***** Input data *****

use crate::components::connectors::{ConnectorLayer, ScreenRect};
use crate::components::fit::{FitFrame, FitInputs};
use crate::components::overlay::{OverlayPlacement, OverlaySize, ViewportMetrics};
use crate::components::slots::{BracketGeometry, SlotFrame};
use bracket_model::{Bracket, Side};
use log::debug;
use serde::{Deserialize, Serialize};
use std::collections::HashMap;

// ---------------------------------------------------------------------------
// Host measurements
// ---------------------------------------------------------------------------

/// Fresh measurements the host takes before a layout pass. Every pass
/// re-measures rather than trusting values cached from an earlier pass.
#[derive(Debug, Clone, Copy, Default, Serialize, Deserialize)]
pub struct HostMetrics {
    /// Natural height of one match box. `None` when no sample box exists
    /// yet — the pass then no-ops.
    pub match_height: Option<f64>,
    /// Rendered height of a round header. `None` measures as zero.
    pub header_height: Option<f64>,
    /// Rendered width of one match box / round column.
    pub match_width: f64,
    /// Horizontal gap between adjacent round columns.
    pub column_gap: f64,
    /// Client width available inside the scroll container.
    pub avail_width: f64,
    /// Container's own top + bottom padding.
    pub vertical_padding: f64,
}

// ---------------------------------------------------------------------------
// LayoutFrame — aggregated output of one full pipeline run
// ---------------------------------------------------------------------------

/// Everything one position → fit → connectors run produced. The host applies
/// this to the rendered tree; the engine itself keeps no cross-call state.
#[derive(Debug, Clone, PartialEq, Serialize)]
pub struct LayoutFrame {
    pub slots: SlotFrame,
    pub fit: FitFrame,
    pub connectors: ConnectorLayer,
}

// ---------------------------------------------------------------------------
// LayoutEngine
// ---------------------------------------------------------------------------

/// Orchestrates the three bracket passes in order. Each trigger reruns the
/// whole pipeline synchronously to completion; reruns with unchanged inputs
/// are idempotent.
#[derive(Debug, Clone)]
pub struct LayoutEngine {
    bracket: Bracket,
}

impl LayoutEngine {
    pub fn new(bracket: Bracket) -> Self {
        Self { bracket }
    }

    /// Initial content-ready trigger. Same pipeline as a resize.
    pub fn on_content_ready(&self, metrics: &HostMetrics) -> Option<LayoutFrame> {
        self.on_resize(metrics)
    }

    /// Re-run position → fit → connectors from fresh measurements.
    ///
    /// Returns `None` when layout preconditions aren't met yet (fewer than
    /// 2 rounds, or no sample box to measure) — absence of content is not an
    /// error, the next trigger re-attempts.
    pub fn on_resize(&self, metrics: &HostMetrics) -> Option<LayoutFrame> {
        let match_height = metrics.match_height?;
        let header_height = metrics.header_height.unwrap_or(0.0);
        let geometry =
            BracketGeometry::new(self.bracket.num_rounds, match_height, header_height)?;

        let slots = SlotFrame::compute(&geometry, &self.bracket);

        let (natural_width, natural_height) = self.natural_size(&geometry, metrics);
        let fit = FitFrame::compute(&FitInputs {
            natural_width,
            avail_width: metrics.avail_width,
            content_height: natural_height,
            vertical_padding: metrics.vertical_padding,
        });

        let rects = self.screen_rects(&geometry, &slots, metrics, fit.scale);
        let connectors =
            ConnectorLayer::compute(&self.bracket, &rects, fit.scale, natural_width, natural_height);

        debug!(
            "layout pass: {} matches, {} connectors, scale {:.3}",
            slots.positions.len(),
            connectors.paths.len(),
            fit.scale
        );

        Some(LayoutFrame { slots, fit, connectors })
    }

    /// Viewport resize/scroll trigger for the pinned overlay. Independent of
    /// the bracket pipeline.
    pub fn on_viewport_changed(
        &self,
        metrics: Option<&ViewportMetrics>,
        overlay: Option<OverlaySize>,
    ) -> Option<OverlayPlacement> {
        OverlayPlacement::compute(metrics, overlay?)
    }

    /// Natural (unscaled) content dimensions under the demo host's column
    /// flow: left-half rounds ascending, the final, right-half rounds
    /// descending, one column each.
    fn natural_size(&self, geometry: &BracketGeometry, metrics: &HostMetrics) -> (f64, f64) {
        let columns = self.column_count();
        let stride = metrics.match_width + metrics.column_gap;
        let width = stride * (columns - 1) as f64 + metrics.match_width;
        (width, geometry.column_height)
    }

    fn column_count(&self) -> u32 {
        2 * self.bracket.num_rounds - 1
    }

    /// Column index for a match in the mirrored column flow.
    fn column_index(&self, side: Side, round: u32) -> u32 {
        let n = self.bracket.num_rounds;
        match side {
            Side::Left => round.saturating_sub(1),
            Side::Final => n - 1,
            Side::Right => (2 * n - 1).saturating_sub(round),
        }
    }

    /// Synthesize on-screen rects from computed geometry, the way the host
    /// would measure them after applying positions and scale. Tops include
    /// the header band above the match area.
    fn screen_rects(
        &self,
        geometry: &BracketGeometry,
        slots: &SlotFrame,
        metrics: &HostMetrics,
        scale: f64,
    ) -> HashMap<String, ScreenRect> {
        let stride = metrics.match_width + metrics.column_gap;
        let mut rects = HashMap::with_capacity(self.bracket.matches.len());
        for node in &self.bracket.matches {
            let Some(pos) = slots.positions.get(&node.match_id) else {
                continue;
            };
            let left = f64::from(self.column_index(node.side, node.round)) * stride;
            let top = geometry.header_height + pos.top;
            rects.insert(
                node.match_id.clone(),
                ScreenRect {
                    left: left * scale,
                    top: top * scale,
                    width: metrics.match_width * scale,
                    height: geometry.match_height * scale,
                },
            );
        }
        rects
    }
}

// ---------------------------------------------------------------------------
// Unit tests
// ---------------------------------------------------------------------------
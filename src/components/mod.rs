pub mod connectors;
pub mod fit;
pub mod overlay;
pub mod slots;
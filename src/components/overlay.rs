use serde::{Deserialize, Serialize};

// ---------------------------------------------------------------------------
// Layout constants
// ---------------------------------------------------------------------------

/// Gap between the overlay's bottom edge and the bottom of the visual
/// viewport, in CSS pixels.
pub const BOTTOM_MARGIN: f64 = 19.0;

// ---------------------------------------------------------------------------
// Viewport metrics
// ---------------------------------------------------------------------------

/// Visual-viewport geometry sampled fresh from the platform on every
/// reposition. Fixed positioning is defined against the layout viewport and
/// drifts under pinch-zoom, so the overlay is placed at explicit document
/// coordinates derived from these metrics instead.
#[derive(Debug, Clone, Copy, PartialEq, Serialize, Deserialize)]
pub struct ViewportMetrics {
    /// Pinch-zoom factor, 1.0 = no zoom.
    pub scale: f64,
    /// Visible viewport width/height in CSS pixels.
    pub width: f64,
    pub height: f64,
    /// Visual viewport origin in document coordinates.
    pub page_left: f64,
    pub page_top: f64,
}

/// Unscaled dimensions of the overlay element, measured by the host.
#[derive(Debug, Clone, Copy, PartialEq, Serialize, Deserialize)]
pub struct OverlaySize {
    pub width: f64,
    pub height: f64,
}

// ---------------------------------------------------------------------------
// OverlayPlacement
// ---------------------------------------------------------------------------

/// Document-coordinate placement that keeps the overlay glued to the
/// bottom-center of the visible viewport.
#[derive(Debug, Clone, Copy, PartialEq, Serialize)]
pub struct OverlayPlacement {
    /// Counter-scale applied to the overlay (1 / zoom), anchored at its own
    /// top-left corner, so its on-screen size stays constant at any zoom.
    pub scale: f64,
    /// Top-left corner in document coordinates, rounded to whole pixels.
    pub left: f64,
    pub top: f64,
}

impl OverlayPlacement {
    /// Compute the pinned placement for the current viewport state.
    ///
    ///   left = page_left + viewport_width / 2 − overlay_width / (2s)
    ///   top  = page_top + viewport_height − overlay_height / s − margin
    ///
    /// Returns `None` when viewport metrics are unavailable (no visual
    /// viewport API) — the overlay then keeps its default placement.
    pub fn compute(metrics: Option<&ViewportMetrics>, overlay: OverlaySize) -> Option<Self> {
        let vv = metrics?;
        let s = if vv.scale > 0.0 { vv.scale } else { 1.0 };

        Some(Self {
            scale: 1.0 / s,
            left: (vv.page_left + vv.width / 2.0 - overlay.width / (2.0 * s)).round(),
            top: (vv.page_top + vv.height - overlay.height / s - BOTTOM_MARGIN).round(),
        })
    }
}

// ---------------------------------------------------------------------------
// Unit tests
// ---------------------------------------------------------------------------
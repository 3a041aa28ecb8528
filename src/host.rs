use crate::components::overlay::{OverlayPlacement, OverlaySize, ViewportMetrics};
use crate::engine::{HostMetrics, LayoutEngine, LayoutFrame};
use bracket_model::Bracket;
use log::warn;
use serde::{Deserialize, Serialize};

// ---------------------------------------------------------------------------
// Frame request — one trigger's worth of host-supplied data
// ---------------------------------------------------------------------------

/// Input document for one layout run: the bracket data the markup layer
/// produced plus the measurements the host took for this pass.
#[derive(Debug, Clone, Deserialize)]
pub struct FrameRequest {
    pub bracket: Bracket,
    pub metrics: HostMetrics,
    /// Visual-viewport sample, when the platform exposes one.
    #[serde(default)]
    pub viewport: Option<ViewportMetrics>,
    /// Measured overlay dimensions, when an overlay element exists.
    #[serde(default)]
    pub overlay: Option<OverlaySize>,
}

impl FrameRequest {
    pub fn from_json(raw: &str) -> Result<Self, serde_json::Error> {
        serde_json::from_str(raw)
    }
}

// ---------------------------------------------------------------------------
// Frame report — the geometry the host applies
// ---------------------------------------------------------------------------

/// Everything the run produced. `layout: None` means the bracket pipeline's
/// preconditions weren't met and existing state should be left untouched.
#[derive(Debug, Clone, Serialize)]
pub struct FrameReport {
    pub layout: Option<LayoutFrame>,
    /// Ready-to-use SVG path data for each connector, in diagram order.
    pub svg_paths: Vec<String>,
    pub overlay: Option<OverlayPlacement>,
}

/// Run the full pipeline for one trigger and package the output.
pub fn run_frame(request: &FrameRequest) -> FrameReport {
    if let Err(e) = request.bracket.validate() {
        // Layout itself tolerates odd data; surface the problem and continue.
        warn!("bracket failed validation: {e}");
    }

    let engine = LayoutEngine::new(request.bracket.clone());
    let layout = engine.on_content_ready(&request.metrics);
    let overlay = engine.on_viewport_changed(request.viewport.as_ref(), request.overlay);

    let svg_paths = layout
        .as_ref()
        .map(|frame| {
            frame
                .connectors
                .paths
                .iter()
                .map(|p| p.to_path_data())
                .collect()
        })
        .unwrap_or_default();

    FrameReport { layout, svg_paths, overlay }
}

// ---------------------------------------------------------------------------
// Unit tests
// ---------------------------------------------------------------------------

*****

Required action: Looking at the data above, return every line from the one with "at any zoom." down to the one with "overlay_width / (2s)", exactly and inclusively.

Written answer:
    /// top-left corner, so its on-screen size stays constant at any zoom.
    pub scale: f64,
    /// Top-left corner in document coordinates, rounded to whole pixels.
    pub left: f64,
    pub top: f64,
}

impl OverlayPlacement {
    /// Compute the pinned placement for the current viewport state.
    ///
    ///   left = page_left + viewport_width / 2 − overlay_width / (2s)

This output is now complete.